* _Aim of the exercise_
Copy out the lines of the records below, and only those lines, from the one with "self.finish([self.part_dot()?])" through the one with "pub(super) fn glyph_hyphen(&self)", exactly as they appear.
* * * * * * * * *
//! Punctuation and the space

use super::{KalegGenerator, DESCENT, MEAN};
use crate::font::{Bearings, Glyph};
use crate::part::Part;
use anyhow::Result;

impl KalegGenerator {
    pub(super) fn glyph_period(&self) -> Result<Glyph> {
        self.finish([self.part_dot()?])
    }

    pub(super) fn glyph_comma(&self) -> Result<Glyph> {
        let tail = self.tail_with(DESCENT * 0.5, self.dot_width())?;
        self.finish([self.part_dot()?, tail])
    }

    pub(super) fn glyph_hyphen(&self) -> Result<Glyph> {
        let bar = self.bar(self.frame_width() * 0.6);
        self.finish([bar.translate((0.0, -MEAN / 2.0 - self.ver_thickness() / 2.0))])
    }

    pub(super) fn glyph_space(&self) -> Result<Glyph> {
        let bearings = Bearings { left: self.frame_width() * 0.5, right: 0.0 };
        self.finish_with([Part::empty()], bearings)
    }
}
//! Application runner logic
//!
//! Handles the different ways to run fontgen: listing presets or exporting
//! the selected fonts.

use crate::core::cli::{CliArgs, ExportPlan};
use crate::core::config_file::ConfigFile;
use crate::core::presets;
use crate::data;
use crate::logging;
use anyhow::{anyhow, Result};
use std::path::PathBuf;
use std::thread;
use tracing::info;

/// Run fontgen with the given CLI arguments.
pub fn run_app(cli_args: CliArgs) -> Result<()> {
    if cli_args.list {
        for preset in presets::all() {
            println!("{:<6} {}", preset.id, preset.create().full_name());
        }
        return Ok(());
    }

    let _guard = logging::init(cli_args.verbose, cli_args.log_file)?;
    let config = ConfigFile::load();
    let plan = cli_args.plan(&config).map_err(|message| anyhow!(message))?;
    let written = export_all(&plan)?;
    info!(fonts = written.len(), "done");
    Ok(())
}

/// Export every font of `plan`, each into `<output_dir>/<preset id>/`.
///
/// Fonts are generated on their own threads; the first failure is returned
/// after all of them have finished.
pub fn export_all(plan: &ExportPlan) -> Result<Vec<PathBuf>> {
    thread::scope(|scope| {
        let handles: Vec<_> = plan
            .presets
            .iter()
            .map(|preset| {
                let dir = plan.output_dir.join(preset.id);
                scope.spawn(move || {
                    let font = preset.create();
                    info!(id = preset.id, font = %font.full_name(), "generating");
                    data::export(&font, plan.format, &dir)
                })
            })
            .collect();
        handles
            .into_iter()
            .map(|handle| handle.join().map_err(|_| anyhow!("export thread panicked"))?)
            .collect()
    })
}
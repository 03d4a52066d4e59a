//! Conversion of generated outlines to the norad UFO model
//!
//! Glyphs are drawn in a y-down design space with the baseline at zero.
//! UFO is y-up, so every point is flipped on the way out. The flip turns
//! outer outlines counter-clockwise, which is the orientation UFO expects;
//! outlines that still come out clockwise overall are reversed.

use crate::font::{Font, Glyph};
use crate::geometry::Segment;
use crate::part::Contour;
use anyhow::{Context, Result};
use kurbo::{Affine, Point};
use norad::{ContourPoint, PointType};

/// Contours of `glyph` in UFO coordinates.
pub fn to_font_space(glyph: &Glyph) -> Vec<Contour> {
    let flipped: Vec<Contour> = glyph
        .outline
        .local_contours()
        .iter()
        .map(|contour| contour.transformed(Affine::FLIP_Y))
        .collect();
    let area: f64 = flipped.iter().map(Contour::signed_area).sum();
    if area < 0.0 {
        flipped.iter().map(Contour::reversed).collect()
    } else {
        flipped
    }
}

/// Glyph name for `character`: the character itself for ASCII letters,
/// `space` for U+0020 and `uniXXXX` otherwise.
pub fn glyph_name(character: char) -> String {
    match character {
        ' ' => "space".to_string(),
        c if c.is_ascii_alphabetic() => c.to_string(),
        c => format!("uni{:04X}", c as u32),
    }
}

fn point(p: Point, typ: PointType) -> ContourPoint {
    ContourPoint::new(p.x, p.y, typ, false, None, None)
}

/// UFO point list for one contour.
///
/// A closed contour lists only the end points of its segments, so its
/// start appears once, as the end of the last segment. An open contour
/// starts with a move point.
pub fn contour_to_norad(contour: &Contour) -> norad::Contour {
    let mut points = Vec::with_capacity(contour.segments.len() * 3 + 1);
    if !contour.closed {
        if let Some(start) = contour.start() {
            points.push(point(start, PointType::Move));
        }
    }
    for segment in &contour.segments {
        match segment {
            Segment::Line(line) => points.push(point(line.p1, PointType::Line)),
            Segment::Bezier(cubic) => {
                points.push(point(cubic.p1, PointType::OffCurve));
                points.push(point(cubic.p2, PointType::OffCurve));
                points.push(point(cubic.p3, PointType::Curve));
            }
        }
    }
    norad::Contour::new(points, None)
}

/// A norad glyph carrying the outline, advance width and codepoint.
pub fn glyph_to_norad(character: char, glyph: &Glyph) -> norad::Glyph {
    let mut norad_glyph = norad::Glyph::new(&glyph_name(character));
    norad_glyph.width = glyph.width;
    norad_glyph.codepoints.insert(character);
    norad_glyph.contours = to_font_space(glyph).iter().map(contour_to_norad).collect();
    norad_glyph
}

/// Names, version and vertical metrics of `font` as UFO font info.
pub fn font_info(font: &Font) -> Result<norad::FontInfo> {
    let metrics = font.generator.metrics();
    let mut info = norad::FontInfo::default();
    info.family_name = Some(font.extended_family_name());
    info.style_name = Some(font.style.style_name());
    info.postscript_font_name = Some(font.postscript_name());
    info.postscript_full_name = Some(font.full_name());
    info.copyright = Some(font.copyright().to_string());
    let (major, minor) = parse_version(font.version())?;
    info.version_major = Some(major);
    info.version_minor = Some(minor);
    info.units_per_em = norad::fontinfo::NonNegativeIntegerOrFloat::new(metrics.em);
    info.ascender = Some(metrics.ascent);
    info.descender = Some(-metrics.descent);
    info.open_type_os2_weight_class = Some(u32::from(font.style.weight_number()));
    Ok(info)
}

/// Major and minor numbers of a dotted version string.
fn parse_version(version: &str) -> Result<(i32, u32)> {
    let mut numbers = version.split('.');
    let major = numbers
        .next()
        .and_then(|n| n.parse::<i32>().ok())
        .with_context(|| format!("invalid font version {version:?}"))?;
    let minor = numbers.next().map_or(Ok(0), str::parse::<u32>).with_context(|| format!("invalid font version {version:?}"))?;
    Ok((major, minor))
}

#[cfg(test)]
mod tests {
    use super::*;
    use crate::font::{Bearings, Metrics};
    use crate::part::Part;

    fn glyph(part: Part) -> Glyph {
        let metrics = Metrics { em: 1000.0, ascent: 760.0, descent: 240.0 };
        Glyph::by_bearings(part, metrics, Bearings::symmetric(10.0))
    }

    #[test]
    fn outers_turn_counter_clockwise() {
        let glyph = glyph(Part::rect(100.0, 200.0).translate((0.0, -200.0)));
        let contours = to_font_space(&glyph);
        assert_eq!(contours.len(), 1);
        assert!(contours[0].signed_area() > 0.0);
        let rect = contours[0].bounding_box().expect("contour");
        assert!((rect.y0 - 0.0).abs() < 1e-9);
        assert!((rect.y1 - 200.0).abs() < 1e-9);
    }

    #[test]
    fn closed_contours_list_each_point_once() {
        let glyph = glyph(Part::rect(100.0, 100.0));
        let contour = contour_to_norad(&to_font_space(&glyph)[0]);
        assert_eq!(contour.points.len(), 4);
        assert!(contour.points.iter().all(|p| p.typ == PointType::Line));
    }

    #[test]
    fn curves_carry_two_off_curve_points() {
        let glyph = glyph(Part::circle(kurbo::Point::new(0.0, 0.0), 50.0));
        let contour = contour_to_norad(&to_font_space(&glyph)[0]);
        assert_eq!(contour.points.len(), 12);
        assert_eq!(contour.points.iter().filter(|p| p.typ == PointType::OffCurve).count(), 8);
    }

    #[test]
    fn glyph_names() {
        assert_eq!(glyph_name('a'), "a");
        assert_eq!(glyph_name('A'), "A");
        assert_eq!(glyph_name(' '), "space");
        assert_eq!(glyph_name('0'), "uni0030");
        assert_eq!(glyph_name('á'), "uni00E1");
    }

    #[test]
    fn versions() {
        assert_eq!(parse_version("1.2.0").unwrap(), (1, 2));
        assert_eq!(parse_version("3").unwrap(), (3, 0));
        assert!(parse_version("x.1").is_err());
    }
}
* * * * * * * * *
* _Result of the task_
        self.finish([self.part_dot()?])
    }

    pub(super) fn glyph_comma(&self) -> Result<Glyph> {
        let tail = self.tail_with(DESCENT * 0.5, self.dot_width())?;
        self.finish([self.part_dot()?, tail])
    }

    pub(super) fn glyph_hyphen(&self) -> Result<Glyph> {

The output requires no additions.